The distinction is straightforward: a rule is a behavioral constraint that applies passively, in the background, on every matching turn. A skill is a workflow that you invoke deliberately when you need it. If you're writing a sequence of steps, it's a skill. If you're writing a constraint, it's a rule. If a linter or CI check can enforce it, it's neither.

What not to put in rules

The most expensive rules are the ones that seem obviously valuable and do nothing. Here are the patterns I see most often:

Generic coding philosophy

"Write clean, readable code." "Think before you code." "Prefer simple over complex." These are things the model already does. They consume tokens without changing behavior. The model is not ignoring them because it forgot; it just does them anyway. If you add a rule and nothing changes, that rule is dead weight.

Things linters already enforce

If your CI runs gofmt, eslint, or TypeScript strict mode, you don't need a rule telling the agent to follow those standards. The linter is the check; the CI gate is the enforcement. A rule saying "format your Go code correctly" is paying twice for the same guarantee, and if the agent does format incorrectly, it's the CI that catches it, not the rule.

Documentation copy-pasted into rules

Do not paste your README, your architecture document, or your API reference into a rule file.

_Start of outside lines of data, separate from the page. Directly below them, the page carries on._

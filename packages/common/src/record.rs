//! Encoded operation records
//!
//! Two record shapes cross the L1/L2 boundary. Both start with the
//! [`OperationTag`] word and derive the remaining layout from it.
//!
//! # Deposit-bound record (gateway → ingestion queue → L2)
//! ```solidity
//! // NativeCoin
//! abi.encode(uint8 tag, bytes32[] recipients, uint256[] amounts, bytes auxData)
//! // FungibleToken
//! abi.encode(uint8 tag, string token, string sender, bytes32[] recipients, uint256[] amounts, bytes auxData)
//! ```
//!
//! # Settlement-bound record (settlement authority → gateway)
//! ```solidity
//! abi.encode(uint8 tag, string token, string recipient, uint256 amount)
//! ```
//! `token` is the empty string for `NativeCoin`.
//!
//! The shapes are not interchangeable: a settlement record is a flattened
//! single-recipient form and must not be fed to the deposit decoder.

use cosmwasm_std::Uint128;

use crate::abi::{encode, Decoder, Token};
use crate::error::CodecError;
use crate::operation::OperationTag;

/// Recipients, amounts and auxiliary data of a deposit, positionally paired.
#[derive(Debug, Clone, PartialEq, Eq)]
pub struct DepositBatch {
    /// 32-byte L2 recipient accounts
    pub recipients: Vec<[u8; 32]>,
    /// `amounts[i]` is credited to `recipients[i]`
    pub amounts: Vec<Uint128>,
    /// Opaque payload interpreted on L2 only
    pub aux_data: Vec<u8>,
}

/// Record describing one accepted deposit.
#[derive(Debug, Clone, PartialEq, Eq)]
pub enum DepositRecord {
    NativeCoin(DepositBatch),
    FungibleToken {
        /// CW20 contract address on L1
        token: String,
        /// L1 account whose tokens were custodied
        sender: String,
        batch: DepositBatch,
    },
}

impl DepositRecord {
    pub fn tag(&self) -> OperationTag {
        match self {
            DepositRecord::NativeCoin(_) => OperationTag::NativeCoin,
            DepositRecord::FungibleToken { .. } => OperationTag::FungibleToken,
        }
    }

    pub fn batch(&self) -> &DepositBatch {
        match self {
            DepositRecord::NativeCoin(batch) => batch,
            DepositRecord::FungibleToken { batch, .. } => batch,
        }
    }

    pub fn encode(&self) -> Vec<u8> {
        let batch = self.batch();
        let amounts: Vec<u128> = batch.amounts.iter().map(Uint128::u128).collect();
        let tag = Token::Bytes32(self.tag().to_word());
        let recipients = Token::Bytes32Array(&batch.recipients);
        let amounts = Token::UintArray(&amounts);
        let aux_data = Token::Bytes(&batch.aux_data);

        match self {
            DepositRecord::NativeCoin(_) => encode(&[tag, recipients, amounts, aux_data]),
            DepositRecord::FungibleToken { token, sender, .. } => encode(&[
                tag,
                Token::Bytes(token.as_bytes()),
                Token::Bytes(sender.as_bytes()),
                recipients,
                amounts,
                aux_data,
            ]),
        }
    }

    /// Decode a deposit record using only its leading tag.
    pub fn decode(record: &[u8]) -> Result<Self, CodecError> {
        let decoder = Decoder::new(record);
        match OperationTag::read(record)?.ok_or(CodecError::UnknownTag)? {
            OperationTag::NativeCoin => Ok(DepositRecord::NativeCoin(decode_batch(&decoder, 1)?)),
            OperationTag::FungibleToken => Ok(DepositRecord::FungibleToken {
                token: decoder.string(1)?,
                sender: decoder.string(2)?,
                batch: decode_batch(&decoder, 3)?,
            }),
        }
    }
}

fn decode_batch(decoder: &Decoder, first_slot: usize) -> Result<DepositBatch, CodecError> {
    Ok(DepositBatch {
        recipients: decoder.bytes32_array(first_slot)?,
        amounts: decoder
            .uint_array(first_slot + 1)?
            .into_iter()
            .map(Uint128::new)
            .collect(),
        aux_data: decoder.bytes(first_slot + 2)?.to_vec(),
    })
}

/// Instruction to release custodied funds to a single L1 recipient.
#[derive(Debug, Clone, PartialEq, Eq)]
pub struct SettlementRecord {
    pub tag: OperationTag,
    /// CW20 contract for `FungibleToken`, `None` for `NativeCoin`
    pub token: Option<String>,
    pub recipient: String,
    pub amount: Uint128,
}

impl SettlementRecord {
    pub fn native(recipient: impl Into<String>, amount: Uint128) -> Self {
        Self {
            tag: OperationTag::NativeCoin,
            token: None,
            recipient: recipient.into(),
            amount,
        }
    }

    pub fn token(token: impl Into<String>, recipient: impl Into<String>, amount: Uint128) -> Self {
        Self {
            tag: OperationTag::FungibleToken,
            token: Some(token.into()),
            recipient: recipient.into(),
            amount,
        }
    }

    pub fn encode(&self) -> Vec<u8> {
        let token = self.token.as_deref().unwrap_or_default();
        encode(&[
            Token::Bytes32(self.tag.to_word()),
            Token::Bytes(token.as_bytes()),
            Token::Bytes(self.recipient.as_bytes()),
            Token::Uint(self.amount.u128()),
        ])
    }

    /// Decode a settlement record.
    ///
    /// Returns `Ok(None)` when the leading tag is not recognized; nothing past
    /// the tag word is read in that case.
    pub fn decode(record: &[u8]) -> Result<Option<Self>, CodecError> {
        let Some(tag) = OperationTag::read(record)? else {
            return Ok(None);
        };

        let decoder = Decoder::new(record);
        let token = decoder.string(1)?;
        let recipient = decoder.string(2)?;
        let amount = Uint128::new(decoder.uint(3)?);

        let token = match tag {
            OperationTag::NativeCoin => None,
            OperationTag::FungibleToken if token.is_empty() => {
                return Err(CodecError::MissingToken)
            }
            OperationTag::FungibleToken => Some(token),
        };

        Ok(Some(Self {
            tag,
            token,
            recipient,
            amount,
        }))
    }
}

Rules are not a knowledge base. Use @-mentions to bring documents into context when needed. The cost of an @-mentioned file is paid once, when you mention it. The cost of that same content in an alwaysApply rule is paid on every turn for the entire session.

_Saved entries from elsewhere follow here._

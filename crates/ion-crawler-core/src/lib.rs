//! # ION Crawler Core
//!
//! Runtime-free logic for the ION crawler: the document and marker
//! models, the error taxonomy, the key-value [`store::ObjectStore`]
//! abstraction, the two-phase [`seen::SeenStore`] layered on top of it,
//! and the [`filter`] that decides which feed records are relevant.
//!
//! This crate contains no tokio, sqlx, or HTTP dependencies. Network and
//! database backends live in the `ion-crawler` crate.

pub mod error;
pub mod filter;
pub mod models;
pub mod seen;
pub mod store;
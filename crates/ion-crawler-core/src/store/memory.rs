//! In-memory [`ObjectStore`] implementation for tests and dry runs.
//!
//! Uses a `BTreeMap` behind `std::sync::RwLock`, so prefix scans come
//! back ordered by key just like the SQLite backend.

use std::collections::BTreeMap;
use std::sync::RwLock;

use anyhow::{anyhow, Result};
use async_trait::async_trait;

use super::ObjectStore;

/// In-memory key-value store.
pub struct MemoryObjectStore {
    entries: RwLock<BTreeMap<String, Vec<u8>>>,
}

impl MemoryObjectStore {
    pub fn new() -> Self {
        Self {
            entries: RwLock::new(BTreeMap::new()),
        }
    }

    /// Number of keys currently stored.
    pub fn len(&self) -> usize {
        self.entries.read().map(|e| e.len()).unwrap_or(0)
    }

    pub fn is_empty(&self) -> bool {
        self.len() == 0
    }
}

impl Default for MemoryObjectStore {
    fn default() -> Self {
        Self::new()
    }
}

fn poisoned<T>(_: T) -> anyhow::Error {
    anyhow!("memory store lock poisoned")
}

#[async_trait]
impl ObjectStore for MemoryObjectStore {
    async fn get(&self, key: &str) -> Result<Option<Vec<u8>>> {
        let entries = self.entries.read().map_err(poisoned)?;
        Ok(entries.get(key).cloned())
    }

    async fn put(&self, key: &str, value: &[u8]) -> Result<()> {
        let mut entries = self.entries.write().map_err(poisoned)?;
        entries.insert(key.to_string(), value.to_vec());
        Ok(())
    }

    async fn put_if_absent(&self, key: &str, value: &[u8]) -> Result<bool> {
        let mut entries = self.entries.write().map_err(poisoned)?;
        if entries.contains_key(key) {
            return Ok(false);
        }
        entries.insert(key.to_string(), value.to_vec());
        Ok(true)
    }

    async fn delete(&self, key: &str) -> Result<bool> {
        let mut entries = self.entries.write().map_err(poisoned)?;
        Ok(entries.remove(key).is_some())
    }

    async fn scan_prefix(&self, prefix: &str) -> Result<Vec<(String, Vec<u8>)>> {
        let entries = self.entries.read().map_err(poisoned)?;
        Ok(entries
            .range(prefix.to_string()..)
            .take_while(|(k, _)| k.starts_with(prefix))
            .map(|(k, v)| (k.clone(), v.clone()))
            .collect())
    }

    async fn delete_prefix(&self, prefix: &str) -> Result<u64> {
        let mut entries = self.entries.write().map_err(poisoned)?;
        let before = entries.len();
        entries.retain(|k, _| !k.starts_with(prefix));
        Ok((before - entries.len()) as u64)
    }
}

#[cfg(test)]
mod tests {
    use super::*;

    #[tokio::test]
    async fn scan_prefix_is_ordered_and_bounded() {
        let store = MemoryObjectStore::new();
        store.put("seen/b", b"2").await.unwrap();
        store.put("seen/a", b"1").await.unwrap();
        store.put("cursor", b"c").await.unwrap();
        store.put("seenx", b"x").await.unwrap();

        let keys: Vec<String> = store
            .scan_prefix("seen/")
            .await
            .unwrap()
            .into_iter()
            .map(|(k, _)| k)
            .collect();
        assert_eq!(keys, vec!["seen/a", "seen/b"]);
    }

    #[tokio::test]
    async fn put_if_absent_keeps_first_value() {
        let store = MemoryObjectStore::new();
        assert!(store.put_if_absent("k", b"first").await.unwrap());
        assert!(!store.put_if_absent("k", b"second").await.unwrap());
        assert_eq!(store.get("k").await.unwrap().as_deref(), Some(&b"first"[..]));
    }

    #[tokio::test]
    async fn delete_prefix_counts_removed() {
        let store = MemoryObjectStore::new();
        store.put("seen/a", b"1").await.unwrap();
        store.put("seen/b", b"1").await.unwrap();
        store.put("cursor", b"c").await.unwrap();
        assert_eq!(store.delete_prefix("seen/").await.unwrap(), 2);
        assert_eq!(store.len(), 1);
    }
}
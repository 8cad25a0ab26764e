use anyhow::Result;
use sqlx::SqlitePool;

use crate::config::Config;
use crate::db;

pub async fn run_migrations(config: &Config) -> Result<()> {
    let pool = db::connect(config).await?;
    create_schema(&pool).await?;
    pool.close().await;
    Ok(())
}

/// Create the object table on an open pool. Idempotent.
pub async fn create_schema(pool: &SqlitePool) -> Result<()> {
    // Seen markers and the feed cursor share one key-value table;
    // the key prefix is the partition (`seen/{id}`, `cursor`).
    sqlx::query(
        r#"
        CREATE TABLE IF NOT EXISTS objects (
            key TEXT PRIMARY KEY,
            value BLOB NOT NULL,
            updated_at INTEGER NOT NULL
        )
        "#,
    )
    .execute(pool)
    .await?;

    Ok(())
}
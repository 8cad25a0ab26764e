//! Error taxonomy for the crawl pipeline.
//!
//! Errors are scoped by how far they are allowed to travel:
//!
//! | Error | Scope | Handling |
//! |-------|-------|----------|
//! | [`FeedError::Unavailable`] | cycle | ends Paging early, retried next cycle |
//! | [`FeedError::InvalidCursor`] | cycle | cursor cleared, next cycle restarts from genesis |
//! | [`PublishError`] | document | record stays pending, healed by Draining |
//! | [`StoreError`] | process | propagates to the caller |

use thiserror::Error;

use crate::models::CycleSummary;

#[derive(Debug, Error)]
pub enum FeedError {
    /// Network or backend failure. Always retryable.
    #[error("feed unavailable: {0}")]
    Unavailable(String),

    /// The backend rejected the continuation token.
    #[error("feed rejected cursor: {0}")]
    InvalidCursor(String),
}

#[derive(Debug, Error)]
pub enum PublishError {
    /// The sink refused the event outright; retrying the same request
    /// within this attempt would not help.
    #[error("event sink rejected event: {0}")]
    Rejected(String),

    /// Transient failures outlasted the sink's retry policy.
    #[error("event sink failed after {attempts} attempts: {last}")]
    Exhausted { attempts: u32, last: String },

    #[error("failed to encode event: {0}")]
    Encode(#[from] serde_json::Error),
}

#[derive(Debug, Error)]
pub enum StoreError {
    /// A marker operation referenced an id that was never marked seen.
    #[error("no seen record for id '{0}'")]
    NotFound(String),

    #[error("corrupt stored value under '{key}': {source}")]
    Codec {
        key: String,
        #[source]
        source: serde_json::Error,
    },

    #[error("object store failure: {0}")]
    Backend(#[from] anyhow::Error),
}

/// The only error a crawl cycle returns to its caller.
///
/// Feed and publish failures are absorbed into the cycle summary; only a
/// broken store leaves the cycle in an undefined state. The counts
/// gathered before the failure travel with the error.
#[derive(Debug, Error)]
#[error("crawl cycle aborted: {source}")]
pub struct CrawlError {
    #[source]
    pub source: StoreError,
    /// Summary up to the failure, with outcome `StoreFailed`.
    pub partial: Box<CycleSummary>,
}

Multiple rules saying the same thing

If you have three rules that all say some version of "keep changes small and focused," consolidate them into one line in your constitution or delete them entirely. Redundancy does not make a constraint more effective. It makes your rule set harder to audit and more expensive to run.

"Remember to..." instructions

The model does not remember between sessions. "Remember to update the changelog" is not a rule; it is wishful thinking. If you need something to happen consistently at the end of every PR, put it in a PR template or a CI check. If you need it to happen during a specific workflow, put it in a skill. If it needs to happen on every single turn regardless of context, put it in the constitution. Otherwise, cut it.

A four-question test

Before adding anything to any rule file, run it through these four questions:

  1. Would the model do the wrong thing here without this? If not, don't add it.
  2. Does it apply everywhere, per file type, or only in specific workflows? Everywhere means constitution. Per file type means scoped rule. Specific workflow means skill.
  3. Can a linter, test, or CI check enforce it instead? If yes, use that. CI does not forget; rules sometimes do not fire.
  4. Is this specific to this repo, or is it generic advice the model already knows? If generic, cut it.

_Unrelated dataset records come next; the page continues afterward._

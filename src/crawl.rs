//! Crawl cycle orchestration.
//!
//! One cycle walks the states
//!
//! ```text
//! Idle → Draining → Resuming → Paging → Idle
//! ```
//!
//! - **Draining** republishes every document that was marked seen but
//!   never confirmed published (crash or sink failure in an earlier
//!   cycle).
//! - **Resuming** loads the persisted cursor, or clears it once per
//!   process when the configuration asks for a genesis restart.
//! - **Paging** fetches pages, filters each record, skips ids already
//!   seen, and runs `mark_seen → publish → mark_published` for new
//!   matches. The cursor is persisted only after every record of its
//!   page has been handled.
//!
//! Feed failures end the cycle early with whatever progress was
//! committed. Publish failures stay document-scoped. Store failures are
//! the only errors returned to the caller, carrying the partial summary.

use std::sync::atomic::{AtomicBool, Ordering};
use std::sync::Arc;

use anyhow::Result;
use chrono::Utc;
use rand::rngs::StdRng;
use rand::{Rng, SeedableRng};
use tokio_util::sync::CancellationToken;
use tracing::{debug, error, info, warn};

use ion_crawler_core::error::{CrawlError, FeedError, StoreError};
use ion_crawler_core::filter::{DocumentFilter, FilterOutcome};
use ion_crawler_core::models::{CrawlerConfig, CycleOutcome, CycleSummary, FeedPage, RawRecord};
use ion_crawler_core::seen::SeenStore;

use crate::config::Config;
use crate::connector_ion::HttpFeedClient;
use crate::db;
use crate::migrate;
use crate::publisher::create_publisher;
use crate::sqlite_store::SqliteObjectStore;
use crate::traits::{EventPublisher, FeedClient};

/// The crawl orchestrator.
///
/// Holds no state between cycles besides the injected collaborators, a
/// re-entrancy flag, and whether the genesis restart already happened.
/// A call to [`run_cycle`](CrawlCycle::run_cycle) while another is in
/// progress returns immediately with [`CycleOutcome::Skipped`].
pub struct CrawlCycle {
    feed: Arc<dyn FeedClient>,
    seen: SeenStore,
    publisher: Arc<dyn EventPublisher>,
    running: AtomicBool,
    genesis_applied: AtomicBool,
}

/// Clears the running flag when the cycle returns, including on error.
struct RunningGuard<'a>(&'a AtomicBool);

impl<'a> RunningGuard<'a> {
    fn acquire(flag: &'a AtomicBool) -> Option<Self> {
        flag.compare_exchange(false, true, Ordering::AcqRel, Ordering::Acquire)
            .ok()
            .map(|_| Self(flag))
    }
}

impl Drop for RunningGuard<'_> {
    fn drop(&mut self) {
        self.0.store(false, Ordering::Release);
    }
}

impl CrawlCycle {
    pub fn new(
        feed: Arc<dyn FeedClient>,
        seen: SeenStore,
        publisher: Arc<dyn EventPublisher>,
    ) -> Self {
        Self {
            feed,
            seen,
            publisher,
            running: AtomicBool::new(false),
            genesis_applied: AtomicBool::new(false),
        }
    }

    /// Wire the production collaborators: SQLite object store, HTTP feed,
    /// and the configured publisher.
    pub async fn from_config(config: &Config) -> Result<Self> {
        let pool = db::connect(config).await?;
        migrate::create_schema(&pool).await?;
        let store = Arc::new(SqliteObjectStore::new(pool));
        let feed = Arc::new(HttpFeedClient::new(&config.feed)?);
        let publisher = create_publisher(&config.publisher)?;
        Ok(Self::new(feed, SeenStore::new(store), publisher))
    }

    pub fn is_running(&self) -> bool {
        self.running.load(Ordering::Acquire)
    }

    /// Run one full cycle.
    ///
    /// A summary is returned for every cycle, including cycles cut short
    /// by the feed or by `cancel`.
    ///
    /// # Errors
    ///
    /// Only a store failure; the store state is unknown afterwards. The
    /// error carries the summary of the work done before it.
    pub async fn run_cycle(
        &self,
        config: &CrawlerConfig,
        cancel: &CancellationToken,
    ) -> Result<CycleSummary, CrawlError> {
        let mut rng = StdRng::from_entropy();
        self.run_cycle_with_rng(config, cancel, &mut rng).await
    }

    /// [`run_cycle`](CrawlCycle::run_cycle) with a caller-supplied
    /// sampling source.
    pub async fn run_cycle_with_rng<R: Rng + Send + ?Sized>(
        &self,
        config: &CrawlerConfig,
        cancel: &CancellationToken,
        rng: &mut R,
    ) -> Result<CycleSummary, CrawlError> {
        let Some(_guard) = RunningGuard::acquire(&self.running) else {
            warn!("previous crawl cycle still running; skipping this one");
            return Ok(CycleSummary::skipped());
        };

        info!(
            endpoint = %config.feed_endpoint,
            page_size = config.page_size,
            page_budget = config.page_budget,
            sampling = config.sampling_enabled(),
            "crawl cycle started"
        );

        let mut summary = CycleSummary::new();

        if let Err(source) = self.run_phases(config, &mut summary, cancel, rng).await {
            summary.outcome = CycleOutcome::StoreFailed;
            error!(
                error = %source,
                matched = summary.matched,
                published = summary.published,
                retried = summary.retried,
                failed = summary.failed,
                pages = summary.pages,
                "crawl cycle aborted by store failure"
            );
            return Err(CrawlError {
                source,
                partial: Box::new(summary),
            });
        }

        info!(
            matched = summary.matched,
            published = summary.published,
            retried = summary.retried,
            failed = summary.failed,
            excluded = summary.excluded,
            malformed = summary.malformed,
            duplicates = summary.duplicates,
            pages = summary.pages,
            outcome = %summary.outcome,
            "crawl cycle finished"
        );
        Ok(summary)
    }

    async fn run_phases<R: Rng + Send + ?Sized>(
        &self,
        config: &CrawlerConfig,
        summary: &mut CycleSummary,
        cancel: &CancellationToken,
        rng: &mut R,
    ) -> Result<(), StoreError> {
        self.drain(summary, cancel).await?;

        summary.outcome = if cancel.is_cancelled() {
            CycleOutcome::Cancelled
        } else {
            self.page(config, summary, cancel, rng).await?
        };
        Ok(())
    }

    /// Retry publishing for every seen-but-unpublished document.
    async fn drain(
        &self,
        summary: &mut CycleSummary,
        cancel: &CancellationToken,
    ) -> Result<(), StoreError> {
        let pending = self.seen.pending_publish().await?;
        if pending.is_empty() {
            return Ok(());
        }
        info!(pending = pending.len(), "draining unpublished documents");

        for id in pending {
            if cancel.is_cancelled() {
                break;
            }

            let Some(record) = self.seen.get(&id).await? else {
                continue;
            };
            let Some(document) = record.document else {
                continue;
            };
            if record.published {
                continue;
            }

            summary.retried += 1;
            match self.publisher.publish(&document).await {
                Ok(()) => {
                    self.seen.mark_published(&id).await?;
                    summary.published += 1;
                    debug!(did = %id, "pending document published");
                }
                Err(e) => {
                    summary.failed += 1;
                    warn!(did = %id, error = %e, "retry publish failed; still pending");
                }
            }
        }

        Ok(())
    }

    /// Resume from the persisted cursor and walk pages until the feed,
    /// the page budget, or the cancel signal stops us.
    async fn page<R: Rng + Send + ?Sized>(
        &self,
        config: &CrawlerConfig,
        summary: &mut CycleSummary,
        cancel: &CancellationToken,
        rng: &mut R,
    ) -> Result<CycleOutcome, StoreError> {
        // Once per process; later cycles resume from the new cursor.
        if config.restart_from_genesis && !self.genesis_applied.load(Ordering::Acquire) {
            if self.seen.clear_cursor().await? {
                info!("restart_from_genesis set; persisted cursor cleared");
            }
            self.genesis_applied.store(true, Ordering::Release);
        }

        let filter = DocumentFilter::from_config(config);
        let mut cursor = self.seen.get_cursor().await?;
        debug!(cursor = ?cursor, "resuming feed traversal");

        loop {
            if summary.pages as usize >= config.page_budget {
                info!(pages = summary.pages, "page budget exhausted; resuming next cycle");
                return Ok(CycleOutcome::PageBudgetExhausted);
            }

            let fetched = tokio::select! {
                biased;
                _ = cancel.cancelled() => return Ok(CycleOutcome::Cancelled),
                r = self.feed.fetch_page(cursor.as_ref(), config.page_size) => r,
            };

            let page = match fetched {
                Ok(page) => page,
                Err(FeedError::Unavailable(reason)) => {
                    warn!(%reason, pages = summary.pages, "feed unavailable; ending cycle early");
                    return Ok(CycleOutcome::FeedUnavailable);
                }
                Err(FeedError::InvalidCursor(reason)) => {
                    warn!(
                        cursor = ?cursor,
                        %reason,
                        "feed rejected cursor; traversal restarts from genesis next cycle, \
                         documents published meanwhile may be revisited or missed"
                    );
                    self.seen.clear_cursor().await?;
                    return Ok(CycleOutcome::CursorReset);
                }
            };
            summary.pages += 1;

            if !self.process_page(&page, &filter, summary, cancel, rng).await? {
                info!(pages = summary.pages, "crawl cancelled mid-page; cursor not advanced");
                return Ok(CycleOutcome::Cancelled);
            }

            match page.next_cursor {
                Some(next) => {
                    self.seen.set_cursor(&next).await?;
                    debug!(cursor = %next, "cursor committed");
                    cursor = Some(next);
                }
                // Keep the cursor of the tail page; the next cycle re-reads
                // it and dedup skips what was already handled.
                None => return Ok(CycleOutcome::Completed),
            }
        }
    }

    /// Handle every record of a page. Returns `false` if cancelled before
    /// the page was finished.
    async fn process_page<R: Rng + Send + ?Sized>(
        &self,
        page: &FeedPage,
        filter: &DocumentFilter,
        summary: &mut CycleSummary,
        cancel: &CancellationToken,
        rng: &mut R,
    ) -> Result<bool, StoreError> {
        for record in &page.records {
            if cancel.is_cancelled() {
                return Ok(false);
            }
            self.process_record(record, filter, summary, rng).await?;
        }
        Ok(true)
    }

    async fn process_record<R: Rng + Send + ?Sized>(
        &self,
        record: &RawRecord,
        filter: &DocumentFilter,
        summary: &mut CycleSummary,
        rng: &mut R,
    ) -> Result<(), StoreError> {
        let now = Utc::now();

        let document = match filter.matches(record, now, rng) {
            FilterOutcome::Matched(doc) => doc,
            FilterOutcome::Excluded => {
                summary.excluded += 1;
                return Ok(());
            }
            // Remembered so a re-read of the page does not draw again.
            FilterOutcome::SampledOut { id } => {
                if self.seen.mark_seen(&id, now, None).await? {
                    summary.excluded += 1;
                } else {
                    summary.duplicates += 1;
                }
                return Ok(());
            }
            FilterOutcome::Malformed { id: Some(id) } => {
                summary.malformed += 1;
                if self.seen.mark_seen(&id, now, None).await? {
                    debug!(did = %id, "malformed record marked seen");
                }
                return Ok(());
            }
            FilterOutcome::Malformed { id: None } => {
                summary.malformed += 1;
                warn!("skipping feed record without an id");
                return Ok(());
            }
        };

        if self.seen.has(&document.id).await? {
            summary.duplicates += 1;
            return Ok(());
        }
        if !self
            .seen
            .mark_seen(&document.id, document.observed_at, Some(&document))
            .await?
        {
            summary.duplicates += 1;
            return Ok(());
        }
        summary.matched += 1;

        match self.publisher.publish(&document).await {
            Ok(()) => {
                self.seen.mark_published(&document.id).await?;
                summary.published += 1;
            }
            Err(e) => {
                summary.failed += 1;
                warn!(did = %document.id, error = %e, "publish failed; left pending for the next drain");
            }
        }

        Ok(())
    }
}

/// Run a single cycle from the CLI and print its summary.
///
/// A store failure still prints the partial summary before the error is
/// returned.
pub async fn run_crawl(config: &Config) -> Result<()> {
    let cycle = CrawlCycle::from_config(config).await?;
    let cancel = CancellationToken::new();

    let ctrl_c = cancel.clone();
    tokio::spawn(async move {
        if tokio::signal::ctrl_c().await.is_ok() {
            ctrl_c.cancel();
        }
    });

    match cycle.run_cycle(&config.crawler_config(), &cancel).await {
        Ok(summary) => {
            print_summary(&summary);
            println!("ok");
            Ok(())
        }
        Err(e) => {
            print_summary(&e.partial);
            Err(e.into())
        }
    }
}

pub fn print_summary(summary: &CycleSummary) {
    println!("crawl {}", summary.outcome);
    println!("  pages: {}", summary.pages);
    println!("  matched: {}", summary.matched);
    println!("  published: {}", summary.published);
    println!("  retried: {}", summary.retried);
    println!("  failed: {}", summary.failed);
    println!("  excluded: {}", summary.excluded);
    println!("  malformed: {}", summary.malformed);
    println!("  duplicates: {}", summary.duplicates);
}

Most candidates fail at question 1 or question 3. A rule that passes all four questions is genuinely worth writing. Most of what ends up in bloated rule files would fail at the first question if the team asked it honestly.

The other thing to watch: do not add rules preemptively. Add a rule when you have observed a specific failure that the rule would have prevented. Not when you can imagine a failure. When you have seen it. This keeps your rule set lean and ensures every line earns its place.

What to do now

Open your current .cursor/rules/ directory. For every line in every file marked alwaysApply: true, ask: did the agent actually violate this before I added it? If you cannot say yes from memory, cut the line. Then count what's left. If your always-on rules are more than 25 lines total, they are too long.

If you're starting from scratch: write only your constitution. Safety, git policy, scope discipline. Keep it under 20 lines. Add scoped rules only after you observe a specific behavioral problem in a specific file type. Add skills for workflows you run more than once a week. Leave everything else to the linter and CI.

The right number of rules is the minimum that prevents the failures you have actually seen. Not the failures you can imagine.